/// Externally observable state of a solver run
#[derive(Debug, Clone, Copy, PartialEq, Eq)]
pub enum StepStatus {
    /// Undecided cells remain and no contradiction is pending
    InProgress,
    /// Every cell is committed
    Solved,
    /// Some cell ran out of possibilities and could not be recovered
    Contradiction,
}

impl StepStatus {
    /// Whether further steps can change the grid
    pub const fn is_terminal(self) -> bool {
        !matches!(self, Self::InProgress)
    }
}

/// What the solver does when propagation empties a cell
#[derive(Debug, Clone, Copy, PartialEq, Eq, Default)]
pub enum RecoveryPolicy {
    /// Report a terminal contradiction; callers may restart with a new seed
    #[default]
    Halt,
    /// Unwind recorded choice points, trying untried tiles
    Backtrack {
        /// Choice points that may be popped before giving up
        max_backtracks: usize,
    },
}

impl RecoveryPolicy {
    /// Resolve a policy by name, ignoring ASCII case
    ///
    /// # Errors
    ///
    /// Returns `InvalidParameter` for names other than `halt` and `backtrack`
    pub fn from_name(name: &str, max_backtracks: usize) -> Result<Self> {
        if name.eq_ignore_ascii_case("halt") {
            Ok(Self::Halt)
        } else if name.eq_ignore_ascii_case("backtrack") {
            Ok(Self::Backtrack { max_backtracks })
        } else {
            Err(invalid_parameter(
                "recovery",
                &name,
                &"expected 'halt' or 'backtrack'",
            ))
        }
    }
}

/// Recognised configuration options for a run
#[derive(Debug, Clone, Copy, PartialEq, Eq)]
pub struct SolverConfig {
    /// Inclusive grid bounds
    pub bounds: Bounds,
    /// Topology and catalogue to draw tiles from
    pub tileset: TilesetKind,
    /// Seed for reproducible cell and tile choices
    pub seed: u64,
    /// Contradiction handling
    pub recovery: RecoveryPolicy,
}

impl SolverConfig {
    /// Configuration from explicit bounds, keeping every other default
    ///
    /// # Errors
    ///
    /// Returns an error if the bounds are degenerate or oversized
    pub fn with_bounds(x_min: i32, y_min: i32, x_max: i32, y_max: i32) -> Result<Self> {
        Ok(Self {
            bounds: Bounds::new(x_min, y_min, x_max, y_max)?,
            tileset: TilesetKind::default(),
            seed: DEFAULT_SEED,
            recovery: RecoveryPolicy::Halt,
        })
    }

    /// Build the registry for the configured tileset
    ///
    /// # Errors
    ///
    /// Propagates any catalogue validation failure
    pub fn registry(&self) -> Result<TileRegistry> {
        let tileset = self.tileset.build();
        TileRegistry::build(tileset.as_ref())
    }

    /// Create an empty grid over the configured bounds
    ///
    /// # Errors
    ///
    /// Returns an error if the registry holds no tiles
    pub fn grid<'r>(&self, registry: &'r TileRegistry) -> Result<GridModel<'r>> {
        GridModel::new(self.bounds, registry)
    }
}

impl Default for SolverConfig {
    fn default() -> Self {
        Self {
            bounds: Bounds {
                min: [DEFAULT_MIN_COORDINATE; 2],
                max: [DEFAULT_MAX_COORDINATE; 2],
            },
            tileset: TilesetKind::default(),
            seed: DEFAULT_SEED,
            recovery: RecoveryPolicy::Halt,
        }
    }
}

/// Budget for a restart-driven run
#[derive(Debug, Clone, Copy, PartialEq, Eq)]
pub struct RunLimits {
    /// Steps allowed per attempt
    pub max_steps: usize,
    /// Seeded attempts before giving up
    pub max_attempts: usize,
}

impl RunLimits {
    /// Limits whose step budget grows with the number of cells
    ///
    /// Every committing step decides at least one cell, so a few steps per
    /// cell leave room for backtracking. The budget never drops below
    /// `DEFAULT_MAX_STEPS`.
    pub const fn for_bounds(bounds: Bounds) -> Self {
        let scaled = bounds.cell_count().saturating_mul(DEFAULT_STEPS_PER_CELL);
        let max_steps = if scaled > DEFAULT_MAX_STEPS {
            scaled
        } else {
            DEFAULT_MAX_STEPS
        };
        Self {
            max_steps,
            max_attempts: DEFAULT_MAX_ATTEMPTS,
        }
    }
}

impl Default for RunLimits {
    fn default() -> Self {
        Self {
            max_steps: DEFAULT_MAX_STEPS,
            max_attempts: DEFAULT_MAX_ATTEMPTS,
        }
    }
}

/// Default backtracking policy used by the command line
pub const DEFAULT_BACKTRACK: RecoveryPolicy = RecoveryPolicy::Backtrack {
    max_backtracks: DEFAULT_MAX_BACKTRACKS,
};

/// Seeded random selector for reproducible stochastic choices
pub struct RandomSelector {
    rng: StdRng,
}

impl RandomSelector {
    /// Create a deterministic random selector
    pub fn new(seed: u64) -> Self {
        Self {
            rng: StdRng::seed_from_u64(seed),
        }
    }

    /// Generic weighted random selection
    ///
    /// Returns index into weights array using cumulative distribution
    pub fn weighted_choice(&mut self, weights: &[f64]) -> usize {
        let total: f64 = weights.iter().sum();
        if total <= 0.0 {
            return 0;
        }

        let mut rand_val = self.rng.random::<f64>() * total;
        for (i, &weight) in weights.iter().enumerate() {
            rand_val -= weight;
            if rand_val <= 0.0 {
                return i;
            }
        }
        weights.len().saturating_sub(1)
    }
}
════════
YOUR INSTRUCTIONS — Please transcribe the entire listing precisely.

WRITTEN RESPONSE —
/// Externally observable state of a solver run
#[derive(Debug, Clone, Copy, PartialEq, Eq)]
pub enum StepStatus {
    /// Undecided cells remain and no contradiction is pending
    InProgress,
    /// Every cell is committed
    Solved,
    /// Some cell ran out of possibilities and could not be recovered
    Contradiction,
}

impl StepStatus {
    /// Whether further steps can change the grid
    pub const fn is_terminal(self) -> bool {
        !matches!(self, Self::InProgress)
    }
}

/// What the solver does when propagation empties a cell
#[derive(Debug, Clone, Copy, PartialEq, Eq, Default)]
pub enum RecoveryPolicy {
    /// Report a terminal contradiction; callers may restart with a new seed
    #[default]
    Halt,
    /// Unwind recorded choice points, trying untried tiles
    Backtrack {
        /// Choice points that may be popped before giving up
        max_backtracks: usize,
    },
}

impl RecoveryPolicy {
    /// Resolve a policy by name, ignoring ASCII case
    ///
    /// # Errors
    ///
    /// Returns `InvalidParameter` for names other than `halt` and `backtrack`
    pub fn from_name(name: &str, max_backtracks: usize) -> Result<Self> {
        if name.eq_ignore_ascii_case("halt") {
            Ok(Self::Halt)
        } else if name.eq_ignore_ascii_case("backtrack") {
            Ok(Self::Backtrack { max_backtracks })
        } else {
            Err(invalid_parameter(
                "recovery",
                &name,
                &"expected 'halt' or 'backtrack'",
            ))
        }
    }
}

/// Recognised configuration options for a run
#[derive(Debug, Clone, Copy, PartialEq, Eq)]
pub struct SolverConfig {
    /// Inclusive grid bounds
    pub bounds: Bounds,
    /// Topology and catalogue to draw tiles from
    pub tileset: TilesetKind,
    /// Seed for reproducible cell and tile choices
    pub seed: u64,
    /// Contradiction handling
    pub recovery: RecoveryPolicy,
}

impl SolverConfig {
    /// Configuration from explicit bounds, keeping every other default
    ///
    /// # Errors
    ///
    /// Returns an error if the bounds are degenerate or oversized
    pub fn with_bounds(x_min: i32, y_min: i32, x_max: i32, y_max: i32) -> Result<Self> {
        Ok(Self {
            bounds: Bounds::new(x_min, y_min, x_max, y_max)?,
            tileset: TilesetKind::default(),
            seed: DEFAULT_SEED,
            recovery: RecoveryPolicy::Halt,
        })
    }

    /// Build the registry for the configured tileset
    ///
    /// # Errors
    ///
    /// Propagates any catalogue validation failure
    pub fn registry(&self) -> Result<TileRegistry> {
        let tileset = self.tileset.build();
        TileRegistry::build(tileset.as_ref())
    }

    /// Create an empty grid over the configured bounds
    ///
    /// # Errors
    ///
    /// Returns an error if the registry holds no tiles
    pub fn grid<'r>(&self, registry: &'r TileRegistry) -> Result<GridModel<'r>> {
        GridModel::new(self.bounds, registry)
    }
}

impl Default for SolverConfig {
    fn default() -> Self {
        Self {
            bounds: Bounds {
                min: [DEFAULT_MIN_COORDINATE; 2],
                max: [DEFAULT_MAX_COORDINATE; 2],
            },
            tileset: TilesetKind::default(),
            seed: DEFAULT_SEED,
            recovery: RecoveryPolicy::Halt,
        }
    }
}

/// Budget for a restart-driven run
#[derive(Debug, Clone, Copy, PartialEq, Eq)]
pub struct RunLimits {
    /// Steps allowed per attempt
    pub max_steps: usize,
    /// Seeded attempts before giving up
    pub max_attempts: usize,
}

impl RunLimits {
    /// Limits whose step budget grows with the number of cells
    ///
    /// Every committing step decides at least one cell, so a few steps per
    /// cell leave room for backtracking. The budget never drops below
    /// `DEFAULT_MAX_STEPS`.
    pub const fn for_bounds(bounds: Bounds) -> Self {
        let scaled = bounds.cell_count().saturating_mul(DEFAULT_STEPS_PER_CELL);
        let max_steps = if scaled > DEFAULT_MAX_STEPS {
            scaled
        } else {
            DEFAULT_MAX_STEPS
        };
        Self {
            max_steps,
            max_attempts: DEFAULT_MAX_ATTEMPTS,
        }
    }
}

impl Default for RunLimits {
    fn default() -> Self {
        Self {
            max_steps: DEFAULT_MAX_STEPS,
            max_attempts: DEFAULT_MAX_ATTEMPTS,
        }
    }
}

/// Default backtracking policy used by the command line
pub const DEFAULT_BACKTRACK: RecoveryPolicy = RecoveryPolicy::Backtrack {
    max_backtracks: DEFAULT_MAX_BACKTRACKS,
};

/// Seeded random selector for reproducible stochastic choices
pub struct RandomSelector {
    rng: StdRng,
}

impl RandomSelector {
    /// Create a deterministic random selector
    pub fn new(seed: u64) -> Self {
        Self {
            rng: StdRng::seed_from_u64(seed),
        }
    }

    /// Generic weighted random selection
    ///
    /// Returns index into weights array using cumulative distribution
    pub fn weighted_choice(&mut self, weights: &[f64]) -> usize {
        let total: f64 = weights.iter().sum();
        if total <= 0.0 {
            return 0;
        }

        let mut rand_val = self.rng.random::<f64>() * total;
        for (i, &weight) in weights.iter().enumerate() {
            rand_val -= weight;
            if rand_val <= 0.0 {
                return i;
            }
        }
        weights.len().saturating_sub(1)
    }
}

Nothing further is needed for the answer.